_TASK REQUIREMENTS_: From the line with "let token = match" through the line with "if self.eat('|') =>", repeat the entries verbatim, both end lines included, and add nothing.

(Saved data entries)
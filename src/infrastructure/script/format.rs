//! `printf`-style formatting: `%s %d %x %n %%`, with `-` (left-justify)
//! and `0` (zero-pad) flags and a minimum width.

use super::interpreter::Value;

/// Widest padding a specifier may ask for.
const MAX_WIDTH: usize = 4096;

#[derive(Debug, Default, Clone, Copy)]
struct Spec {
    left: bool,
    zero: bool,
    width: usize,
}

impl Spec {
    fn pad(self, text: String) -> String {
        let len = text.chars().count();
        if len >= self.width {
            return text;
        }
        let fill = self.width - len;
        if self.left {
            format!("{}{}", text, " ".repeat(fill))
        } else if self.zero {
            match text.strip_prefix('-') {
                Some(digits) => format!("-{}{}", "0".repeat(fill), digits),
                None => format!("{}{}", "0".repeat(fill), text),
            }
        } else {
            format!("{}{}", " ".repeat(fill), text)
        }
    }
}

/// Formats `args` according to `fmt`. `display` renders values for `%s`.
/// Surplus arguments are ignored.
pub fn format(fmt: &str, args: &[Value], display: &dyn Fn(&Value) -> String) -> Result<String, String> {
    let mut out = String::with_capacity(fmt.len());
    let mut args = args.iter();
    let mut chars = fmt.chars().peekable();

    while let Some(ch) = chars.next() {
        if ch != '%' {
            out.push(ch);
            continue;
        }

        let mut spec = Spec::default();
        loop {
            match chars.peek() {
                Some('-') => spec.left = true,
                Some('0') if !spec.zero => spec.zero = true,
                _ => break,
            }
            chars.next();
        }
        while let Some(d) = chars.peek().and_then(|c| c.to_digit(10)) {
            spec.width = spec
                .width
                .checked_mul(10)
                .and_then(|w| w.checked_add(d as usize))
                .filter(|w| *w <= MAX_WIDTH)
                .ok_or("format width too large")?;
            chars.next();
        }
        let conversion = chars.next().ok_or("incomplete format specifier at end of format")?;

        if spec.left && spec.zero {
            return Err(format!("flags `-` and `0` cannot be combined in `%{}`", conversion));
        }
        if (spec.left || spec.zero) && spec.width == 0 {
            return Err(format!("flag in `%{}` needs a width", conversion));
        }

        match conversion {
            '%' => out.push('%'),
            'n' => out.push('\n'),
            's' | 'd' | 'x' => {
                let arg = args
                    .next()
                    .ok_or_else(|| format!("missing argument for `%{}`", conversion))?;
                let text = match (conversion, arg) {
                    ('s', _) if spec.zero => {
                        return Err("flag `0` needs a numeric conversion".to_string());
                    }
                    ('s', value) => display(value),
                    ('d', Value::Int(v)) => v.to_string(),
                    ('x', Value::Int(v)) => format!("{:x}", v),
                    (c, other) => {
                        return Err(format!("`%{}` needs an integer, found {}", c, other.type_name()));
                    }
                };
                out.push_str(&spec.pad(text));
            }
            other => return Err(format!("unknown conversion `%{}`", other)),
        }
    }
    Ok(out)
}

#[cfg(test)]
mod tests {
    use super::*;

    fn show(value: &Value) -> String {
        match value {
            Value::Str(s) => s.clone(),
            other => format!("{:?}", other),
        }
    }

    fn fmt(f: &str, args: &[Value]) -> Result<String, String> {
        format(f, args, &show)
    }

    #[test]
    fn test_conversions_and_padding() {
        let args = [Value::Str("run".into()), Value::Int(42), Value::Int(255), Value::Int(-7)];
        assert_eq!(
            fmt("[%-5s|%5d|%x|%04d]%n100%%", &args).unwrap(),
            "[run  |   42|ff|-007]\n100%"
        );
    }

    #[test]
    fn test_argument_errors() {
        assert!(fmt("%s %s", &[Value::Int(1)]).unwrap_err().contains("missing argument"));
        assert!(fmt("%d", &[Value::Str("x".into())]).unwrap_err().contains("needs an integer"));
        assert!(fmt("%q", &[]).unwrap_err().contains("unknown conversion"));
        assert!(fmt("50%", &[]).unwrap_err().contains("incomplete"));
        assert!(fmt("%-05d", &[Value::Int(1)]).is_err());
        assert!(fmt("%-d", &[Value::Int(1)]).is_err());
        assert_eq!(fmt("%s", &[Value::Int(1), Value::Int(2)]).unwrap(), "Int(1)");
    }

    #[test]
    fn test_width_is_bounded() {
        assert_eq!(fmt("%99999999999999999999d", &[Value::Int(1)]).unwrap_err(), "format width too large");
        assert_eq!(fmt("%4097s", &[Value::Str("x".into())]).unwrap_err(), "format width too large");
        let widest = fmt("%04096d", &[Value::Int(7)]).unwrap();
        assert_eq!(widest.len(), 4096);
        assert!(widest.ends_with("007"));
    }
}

* * *

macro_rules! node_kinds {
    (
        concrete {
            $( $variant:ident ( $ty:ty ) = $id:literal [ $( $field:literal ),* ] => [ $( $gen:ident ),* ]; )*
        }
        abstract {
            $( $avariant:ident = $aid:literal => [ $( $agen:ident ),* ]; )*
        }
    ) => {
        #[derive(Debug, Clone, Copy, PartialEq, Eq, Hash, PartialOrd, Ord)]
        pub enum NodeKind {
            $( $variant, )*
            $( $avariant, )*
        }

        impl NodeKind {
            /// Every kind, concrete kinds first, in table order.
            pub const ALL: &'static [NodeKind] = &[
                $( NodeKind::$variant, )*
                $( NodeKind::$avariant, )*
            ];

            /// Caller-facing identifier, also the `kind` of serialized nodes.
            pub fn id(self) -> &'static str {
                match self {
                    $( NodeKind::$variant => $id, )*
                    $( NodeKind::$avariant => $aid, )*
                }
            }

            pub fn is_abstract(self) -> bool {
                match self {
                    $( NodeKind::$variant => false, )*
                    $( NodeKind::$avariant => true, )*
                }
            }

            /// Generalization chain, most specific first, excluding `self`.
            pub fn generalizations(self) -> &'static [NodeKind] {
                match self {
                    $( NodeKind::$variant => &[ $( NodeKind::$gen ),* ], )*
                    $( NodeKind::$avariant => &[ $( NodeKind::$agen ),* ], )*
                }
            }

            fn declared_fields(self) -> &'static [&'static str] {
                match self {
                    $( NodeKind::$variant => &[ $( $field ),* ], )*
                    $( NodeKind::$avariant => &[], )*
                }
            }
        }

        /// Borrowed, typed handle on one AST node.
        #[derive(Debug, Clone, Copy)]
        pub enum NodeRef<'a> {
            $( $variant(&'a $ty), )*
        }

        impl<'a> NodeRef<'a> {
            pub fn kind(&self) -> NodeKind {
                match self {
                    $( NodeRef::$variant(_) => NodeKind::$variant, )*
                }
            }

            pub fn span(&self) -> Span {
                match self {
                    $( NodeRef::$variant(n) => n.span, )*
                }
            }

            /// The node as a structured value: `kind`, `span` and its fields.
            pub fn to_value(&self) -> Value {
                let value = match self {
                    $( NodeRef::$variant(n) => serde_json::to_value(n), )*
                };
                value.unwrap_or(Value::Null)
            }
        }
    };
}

==

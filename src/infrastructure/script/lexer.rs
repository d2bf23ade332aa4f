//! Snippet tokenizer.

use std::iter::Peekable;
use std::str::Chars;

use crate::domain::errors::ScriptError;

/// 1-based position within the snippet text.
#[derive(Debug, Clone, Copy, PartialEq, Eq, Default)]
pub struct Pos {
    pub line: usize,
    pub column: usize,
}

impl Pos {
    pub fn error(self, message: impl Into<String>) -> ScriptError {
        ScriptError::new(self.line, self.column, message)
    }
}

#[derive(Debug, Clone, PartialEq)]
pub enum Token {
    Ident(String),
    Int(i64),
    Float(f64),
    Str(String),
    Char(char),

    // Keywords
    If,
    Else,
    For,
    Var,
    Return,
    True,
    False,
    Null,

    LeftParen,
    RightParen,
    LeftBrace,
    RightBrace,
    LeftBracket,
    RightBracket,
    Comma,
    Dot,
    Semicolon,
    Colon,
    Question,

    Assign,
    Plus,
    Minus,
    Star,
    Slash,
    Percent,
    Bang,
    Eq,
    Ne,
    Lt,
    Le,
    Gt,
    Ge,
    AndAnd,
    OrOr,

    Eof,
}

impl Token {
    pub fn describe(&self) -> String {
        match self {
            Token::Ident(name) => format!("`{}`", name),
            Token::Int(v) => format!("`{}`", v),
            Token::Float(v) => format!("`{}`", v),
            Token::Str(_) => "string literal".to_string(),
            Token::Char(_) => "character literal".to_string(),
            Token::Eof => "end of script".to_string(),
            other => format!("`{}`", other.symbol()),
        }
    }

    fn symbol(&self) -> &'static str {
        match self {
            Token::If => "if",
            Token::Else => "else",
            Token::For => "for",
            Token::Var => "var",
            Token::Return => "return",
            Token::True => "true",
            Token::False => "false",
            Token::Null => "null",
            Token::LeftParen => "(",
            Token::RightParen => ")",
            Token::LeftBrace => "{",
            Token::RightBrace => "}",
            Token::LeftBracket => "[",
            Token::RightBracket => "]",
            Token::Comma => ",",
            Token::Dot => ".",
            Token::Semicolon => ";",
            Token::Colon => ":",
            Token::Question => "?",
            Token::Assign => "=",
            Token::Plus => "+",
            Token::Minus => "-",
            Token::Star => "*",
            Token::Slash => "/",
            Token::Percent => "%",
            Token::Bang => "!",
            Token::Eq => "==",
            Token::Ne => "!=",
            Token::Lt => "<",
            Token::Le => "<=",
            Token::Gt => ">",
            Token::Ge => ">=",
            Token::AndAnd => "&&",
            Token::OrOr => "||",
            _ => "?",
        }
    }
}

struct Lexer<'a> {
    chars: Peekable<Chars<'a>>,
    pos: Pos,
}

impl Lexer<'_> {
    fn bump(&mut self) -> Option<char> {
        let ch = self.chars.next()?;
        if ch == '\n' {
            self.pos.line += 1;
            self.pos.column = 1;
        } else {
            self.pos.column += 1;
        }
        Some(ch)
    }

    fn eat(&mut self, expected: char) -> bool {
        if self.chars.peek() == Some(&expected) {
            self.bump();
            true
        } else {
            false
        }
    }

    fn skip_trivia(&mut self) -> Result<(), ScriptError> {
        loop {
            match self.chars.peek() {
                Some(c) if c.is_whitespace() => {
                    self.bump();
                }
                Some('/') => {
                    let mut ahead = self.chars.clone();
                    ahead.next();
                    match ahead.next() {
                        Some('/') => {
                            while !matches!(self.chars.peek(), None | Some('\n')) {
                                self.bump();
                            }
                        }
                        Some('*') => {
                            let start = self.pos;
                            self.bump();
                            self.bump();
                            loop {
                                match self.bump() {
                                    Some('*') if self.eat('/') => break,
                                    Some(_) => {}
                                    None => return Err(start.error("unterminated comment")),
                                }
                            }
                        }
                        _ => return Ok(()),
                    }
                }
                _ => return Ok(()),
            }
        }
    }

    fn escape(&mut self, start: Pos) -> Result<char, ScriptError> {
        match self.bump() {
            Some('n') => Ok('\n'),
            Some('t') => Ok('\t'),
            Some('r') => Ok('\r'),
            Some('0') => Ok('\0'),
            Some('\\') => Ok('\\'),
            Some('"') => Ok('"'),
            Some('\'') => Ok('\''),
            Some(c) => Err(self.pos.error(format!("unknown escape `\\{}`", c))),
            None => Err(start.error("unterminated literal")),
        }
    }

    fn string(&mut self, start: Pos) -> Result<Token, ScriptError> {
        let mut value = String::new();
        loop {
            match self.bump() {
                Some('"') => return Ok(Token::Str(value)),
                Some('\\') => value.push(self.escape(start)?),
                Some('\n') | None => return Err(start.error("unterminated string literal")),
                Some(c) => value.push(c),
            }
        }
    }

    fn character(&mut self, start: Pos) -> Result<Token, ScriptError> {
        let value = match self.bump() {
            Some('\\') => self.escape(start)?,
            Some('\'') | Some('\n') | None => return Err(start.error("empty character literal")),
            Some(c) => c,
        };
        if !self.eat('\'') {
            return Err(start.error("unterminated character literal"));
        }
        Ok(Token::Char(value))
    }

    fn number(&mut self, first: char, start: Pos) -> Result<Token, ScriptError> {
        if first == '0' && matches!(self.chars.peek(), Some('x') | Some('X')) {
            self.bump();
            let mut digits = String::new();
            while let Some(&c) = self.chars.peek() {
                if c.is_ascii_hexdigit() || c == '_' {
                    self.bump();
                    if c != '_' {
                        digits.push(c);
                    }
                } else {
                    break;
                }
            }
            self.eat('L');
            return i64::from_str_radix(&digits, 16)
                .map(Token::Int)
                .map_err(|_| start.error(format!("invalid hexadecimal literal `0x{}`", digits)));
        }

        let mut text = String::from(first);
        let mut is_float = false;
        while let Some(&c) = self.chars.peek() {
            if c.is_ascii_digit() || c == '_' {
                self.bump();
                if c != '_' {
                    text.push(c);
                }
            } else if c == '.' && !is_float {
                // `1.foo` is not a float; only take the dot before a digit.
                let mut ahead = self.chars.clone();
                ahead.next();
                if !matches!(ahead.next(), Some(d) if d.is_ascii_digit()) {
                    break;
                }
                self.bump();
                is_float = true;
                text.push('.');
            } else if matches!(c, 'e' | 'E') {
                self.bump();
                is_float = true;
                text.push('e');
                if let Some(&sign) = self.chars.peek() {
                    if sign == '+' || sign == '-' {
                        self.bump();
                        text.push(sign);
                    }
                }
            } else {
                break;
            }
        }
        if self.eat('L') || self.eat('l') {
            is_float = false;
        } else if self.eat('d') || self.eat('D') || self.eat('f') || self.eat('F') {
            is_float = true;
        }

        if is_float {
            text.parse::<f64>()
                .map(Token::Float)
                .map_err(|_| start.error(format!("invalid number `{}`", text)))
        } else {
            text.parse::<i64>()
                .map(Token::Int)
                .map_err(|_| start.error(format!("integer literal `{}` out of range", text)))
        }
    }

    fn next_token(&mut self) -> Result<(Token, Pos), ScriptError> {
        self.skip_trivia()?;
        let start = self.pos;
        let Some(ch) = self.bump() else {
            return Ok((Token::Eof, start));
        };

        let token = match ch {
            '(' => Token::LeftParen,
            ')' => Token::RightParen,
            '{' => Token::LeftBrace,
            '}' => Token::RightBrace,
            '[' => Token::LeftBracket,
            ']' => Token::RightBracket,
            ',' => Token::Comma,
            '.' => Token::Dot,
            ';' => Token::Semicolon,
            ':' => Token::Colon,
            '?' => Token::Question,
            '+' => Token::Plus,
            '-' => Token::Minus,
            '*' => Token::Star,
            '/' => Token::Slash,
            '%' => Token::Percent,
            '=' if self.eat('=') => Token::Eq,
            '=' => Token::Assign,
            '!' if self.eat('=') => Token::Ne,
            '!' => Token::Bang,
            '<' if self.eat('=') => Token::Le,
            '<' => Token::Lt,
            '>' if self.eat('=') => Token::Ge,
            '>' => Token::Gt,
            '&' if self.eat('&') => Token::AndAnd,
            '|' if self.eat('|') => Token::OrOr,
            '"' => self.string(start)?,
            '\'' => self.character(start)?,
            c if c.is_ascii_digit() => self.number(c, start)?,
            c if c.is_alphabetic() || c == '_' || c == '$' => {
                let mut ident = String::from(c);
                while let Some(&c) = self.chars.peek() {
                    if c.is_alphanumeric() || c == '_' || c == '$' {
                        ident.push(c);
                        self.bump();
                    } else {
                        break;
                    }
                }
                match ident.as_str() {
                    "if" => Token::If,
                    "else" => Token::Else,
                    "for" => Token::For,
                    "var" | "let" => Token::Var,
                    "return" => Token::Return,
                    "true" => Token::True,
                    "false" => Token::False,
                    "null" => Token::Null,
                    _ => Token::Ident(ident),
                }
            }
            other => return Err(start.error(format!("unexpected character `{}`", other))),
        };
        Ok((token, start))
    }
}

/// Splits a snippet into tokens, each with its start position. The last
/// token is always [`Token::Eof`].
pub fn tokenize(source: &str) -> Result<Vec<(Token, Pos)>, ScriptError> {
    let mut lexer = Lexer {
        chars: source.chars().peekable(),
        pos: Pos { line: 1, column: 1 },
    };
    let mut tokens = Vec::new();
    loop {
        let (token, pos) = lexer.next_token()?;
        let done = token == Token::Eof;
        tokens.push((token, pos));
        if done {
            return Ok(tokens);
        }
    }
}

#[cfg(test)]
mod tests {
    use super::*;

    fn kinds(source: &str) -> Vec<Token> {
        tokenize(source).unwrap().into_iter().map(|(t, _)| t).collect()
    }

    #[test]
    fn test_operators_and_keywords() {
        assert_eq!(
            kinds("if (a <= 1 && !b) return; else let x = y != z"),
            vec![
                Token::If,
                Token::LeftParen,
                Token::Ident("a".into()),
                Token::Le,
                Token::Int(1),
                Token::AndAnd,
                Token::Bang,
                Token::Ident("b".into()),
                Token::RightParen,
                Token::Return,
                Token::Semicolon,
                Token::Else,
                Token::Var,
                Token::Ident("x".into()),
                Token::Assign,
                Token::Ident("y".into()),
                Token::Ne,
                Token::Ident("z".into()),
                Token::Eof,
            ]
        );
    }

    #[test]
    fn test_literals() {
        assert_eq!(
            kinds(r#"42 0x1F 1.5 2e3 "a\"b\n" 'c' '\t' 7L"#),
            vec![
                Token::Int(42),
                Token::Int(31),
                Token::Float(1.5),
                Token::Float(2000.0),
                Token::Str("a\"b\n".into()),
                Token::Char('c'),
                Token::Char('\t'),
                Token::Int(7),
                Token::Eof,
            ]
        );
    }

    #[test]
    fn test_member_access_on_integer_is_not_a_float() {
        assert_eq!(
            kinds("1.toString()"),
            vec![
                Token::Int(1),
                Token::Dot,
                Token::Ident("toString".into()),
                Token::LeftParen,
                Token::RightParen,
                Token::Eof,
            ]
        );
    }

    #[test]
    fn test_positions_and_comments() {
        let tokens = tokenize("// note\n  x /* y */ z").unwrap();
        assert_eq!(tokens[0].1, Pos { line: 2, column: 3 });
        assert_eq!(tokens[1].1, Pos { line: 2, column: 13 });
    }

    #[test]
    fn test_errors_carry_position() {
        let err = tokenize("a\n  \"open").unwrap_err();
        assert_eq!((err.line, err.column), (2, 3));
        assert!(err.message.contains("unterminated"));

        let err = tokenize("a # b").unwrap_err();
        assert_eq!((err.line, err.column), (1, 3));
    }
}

_WRITTEN SOLUTION_:
        let token = match ch {
            '(' => Token::LeftParen,
            ')' => Token::RightParen,
            '{' => Token::LeftBrace,
            '}' => Token::RightBrace,
            '[' => Token::LeftBracket,
            ']' => Token::RightBracket,
            ',' => Token::Comma,
            '.' => Token::Dot,
            ';' => Token::Semicolon,
            ':' => Token::Colon,
            '?' => Token::Question,
            '+' => Token::Plus,
            '-' => Token::Minus,
            '*' => Token::Star,
            '/' => Token::Slash,
            '%' => Token::Percent,
            '=' if self.eat('=') => Token::Eq,
            '=' => Token::Assign,
            '!' if self.eat('=') => Token::Ne,
            '!' => Token::Bang,
            '<' if self.eat('=') => Token::Le,
            '<' => Token::Lt,
            '>' if self.eat('=') => Token::Ge,
            '>' => Token::Gt,
            '&' if self.eat('&') => Token::AndAnd,
            '|' if self.eat('|') => Token::OrOr,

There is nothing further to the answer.